Read full biography at www.orrick.com

Gary, Senior Counsel and Co-Chair of Orrick's EEO & OFCCP Compliance Group, is a “zealous and well-connected advocate in the employment law arena” as described in Chambers by clients and peers. He has extensive experience in counseling and litigation defense for clients on equal opportunity, affirmative action (OFCCP) compliance, wrongful discharge, and in working with companies on cross-border employment issues. 

Gary has handled numerous class actions, pattern and practice cases and government audits, in court and before the EEOC and Department of Labor. Most recently, Gary served as senior counsel on the Orrick team that obtained a complete dismissal for Oracle in OFCCP v. Oracle, a high-stakes systemic compensation discrimination case that garnered national media attention. Gary and the Orrick team was named "Litigator of the Week" by American Lawyer for their role in the successful defense of Oracle in litigation against the OFCCP. He brings a particularly unique perspective to clients on matters involving the EEOC, having served as regional counsel and senior trial attorney for the U.S. Equal Employment Opportunity Commission in San Francisco prior to joining Orrick.
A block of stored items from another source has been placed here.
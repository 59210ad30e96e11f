//! Domain model for task management.
//!
//! The task domain models ownership, participant membership, label
//! association, and the reconciliation rule that keeps `status` and
//! `progress` mutually consistent, while keeping all infrastructure
//! concerns outside of the domain boundary.

mod error;
mod ids;
mod patch;
mod progress;
pub mod reconcile;
mod status;
mod task;

pub use error::{ParseTaskStatusError, TaskDomainError};
pub use ids::TaskId;
pub use patch::TaskPatch;
pub use progress::Progress;
pub use status::TaskStatus;
pub use task::{NewTaskData, PersistedTaskData, Task, TaskTitle};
Gary also has an extensive class actions practice, focusing on litigation, consent decree strategies and preventive advice. He has been designated as an expert or retained as special counsel in several federal court class actions throughout the United States.

Gary’s counseling practice extends beyond the United States and includes assisting U.S. multinational companies in dealing with complex employee issues in foreign jurisdictions

Gary is widely recognized as one the top management employment lawyers in the United States by every major ranking organization, including Chambers USA, the National Law Journal, Best of the Best USA (Euromoney), and Who’s Who Legal. Among management employment lawyers in the United States and Europe, Gary is ranked in the top 10 of Who’s Who international management labor and employment lawyers and is described as “absolutely superb.”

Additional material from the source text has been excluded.